Prof. Fischer’s narrative is built on primary sources, including documents from Italian, German, British, and American archives. He brings into the light materials that had long been inaccessible, and he treats every side—Italians, Germans, nationalists, communists, and ordinary Albanians—with a rare balance and fairness.
Fischer avoids propaganda, avoids ideology, and avoids the comforting myths of postwar Albania. He shares history as it happened, in all its contradictions.
Fischer shows how Italy’s invasion in April 1939 was not simply an act of fascist expansion, but the culmination of decades of political, economic, and diplomatic entanglements. His description of Count Ciano’s machinations, the duplicity of Italian diplomacy, and the tragic position of King Zog is gripping, almost cinematic.
But the real originality of Fischer’s work emerges when he analyzes the fragmentation of Albanian society under occupation.
He explains that Albania suffered more internal division than any other Balkan state during the war. Resistance groups formed, dissolved, cooperated with the occupiers, fought each other, returned to resistance, and repeated the cycle.
This is because Albania lacked a fully formed national identity. Local loyalties—tribal, regional, and family—were stronger than ideology. This is one of the most important insights Fischer gives us: Albania’s WWII experience cannot be understood without understanding Albania itself.
Fischer’s chapters on Italian repression and the emergence of organized resistance are among the strongest of the book. He shows how repression created resistance, how mistakes by the Italians fed the communist movement, and how the Allies struggled to understand whom to support.
The British, Fischer notes, were often confused, misled, or ill-informed. The result?
A slow but steady shift in support toward the communist-led National Liberation Movement.
Perhaps the most groundbreaking part of Fischer’s book is his treatment of the German occupation (1943–44). He overturns decades of Cold War myths by showing that the Germans did not simply impose a brutal regime. Instead, they created an occupation that was in some ways more independent, more administratively competent, and paradoxically more acceptable to many Albanians than the Italian one.
He shows how Germany exploited Albanian nationalism—particularly the dream of Greater Albania—to win support in Kosovo and northern Albania.
And yet, Fischer also shows the darker side: how this “independence” was a tool of manipulation; how it deepened divisions; how it created long-term problems that would echo for decades.
The final chapters—on German retreat and the rise of the communists—are essential reading for understanding Albania’s 20th century. Fischer demonstrates that the war was the crucible that forged the modern Albanian state.
Italy weakened Zog’s world. Germany elevated certain nationalist elites. But in the end, it was the communists who emerged unified, disciplined, and militarily dominant.
And perhaps the book’s most profound conclusion is this: World War II violently pulled Albania out of one isolation, only to push it into another.

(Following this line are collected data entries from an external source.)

use alloc::vec::Vec;

use super::node_id::NodeId;

/// One arena slot: the element, if live, and the slot's reuse generation.
struct Slot<T> {
    generation: u32,
    element: Option<T>,
}

/// Slot-vector arena that owns every node in the tree.
///
/// Nodes name each other (parent, siblings, children) by [`NodeId`], so the
/// arena is the single owner and the links carry no ownership. Freed slots go
/// on a free list and are reused by later allocations; the generation tag in
/// each id pins down which incarnation of a slot it names, so an id held
/// across a free stops resolving instead of landing on an unrelated node.
/// Dropping the arena drops every live node.
pub(crate) struct Arena<T> {
    slots: Vec<Slot<T>>,
    free: Vec<usize>,
}

impl<T> Arena<T> {
    pub(crate) const fn new() -> Self {
        Self {
            slots: Vec::new(),
            free: Vec::new(),
        }
    }

    /// Number of live elements.
    pub(crate) fn len(&self) -> usize {
        self.slots.len() - self.free.len()
    }

    pub(crate) fn alloc(&mut self, element: T) -> NodeId {
        if let Some(index) = self.free.pop() {
            // Reuse a free slot under its current generation.
            let slot = &mut self.slots[index];
            slot.element = Some(element);
            NodeId::new(index, slot.generation)
        } else {
            // Strict less-than so every slot index stays addressable.
            assert!(
                self.slots.len() < NodeId::MAX_INDEX,
                "`Arena::alloc()` - arena is at maximum capacity ({})",
                NodeId::MAX_INDEX
            );
            self.slots.push(Slot {
                generation: 0,
                element: Some(element),
            });
            NodeId::new(self.slots.len() - 1, 0)
        }
    }

    #[inline]
    pub(crate) fn get(&self, id: NodeId) -> &T {
        let slot = &self.slots[id.index()];
        assert!(slot.generation == id.generation(), "`Arena::get()` - `id` is stale!");
        slot.element.as_ref().expect("`Arena::get()` - `id` is invalid!")
    }

    #[inline]
    pub(crate) fn get_mut(&mut self, id: NodeId) -> &mut T {
        let slot = &mut self.slots[id.index()];
        assert!(slot.generation == id.generation(), "`Arena::get_mut()` - `id` is stale!");
        slot.element.as_mut().expect("`Arena::get_mut()` - `id` is invalid!")
    }

    pub(crate) fn free(&mut self, id: NodeId) {
        let slot = &mut self.slots[id.index()];
        assert!(slot.generation == id.generation(), "`Arena::free()` - `id` is stale!");
        let element = slot.element.take().expect("`Arena::free()` - `id` is invalid!");
        // Retire this incarnation; ids taken out before the free no longer
        // resolve.
        slot.generation = slot.generation.wrapping_add(1);
        self.free.push(id.index());
        drop(element);
    }
}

The war’s experience became the foundation of Enver Hoxha’s regime—a system built on the myth of heroic resistance, the fear of foreigners, and the belief that Albania could rely only on itself.
Bernd Fischer’s Albania at War is much more than a narrative of military events. It is a story of a nation struggling to define itself—caught between great powers, torn by internal divisions, and transformed by the most catastrophic conflict in human history.
It is a book that brings Albania into the European conversation. It corrects the historical record. It challenges myths. It gives voice to a people whose wartime story was too long ignored.
For anyone who wishes to understand modern Albania—to understand its politics, its fears, its nationalism, and its place in the Balkans—Fischer’s book is indispensable.
Recently the book was reprinted and re-translated into Albanian after a long absence from the bookshelves. It comes with a fresh design along with the new introduction by the author.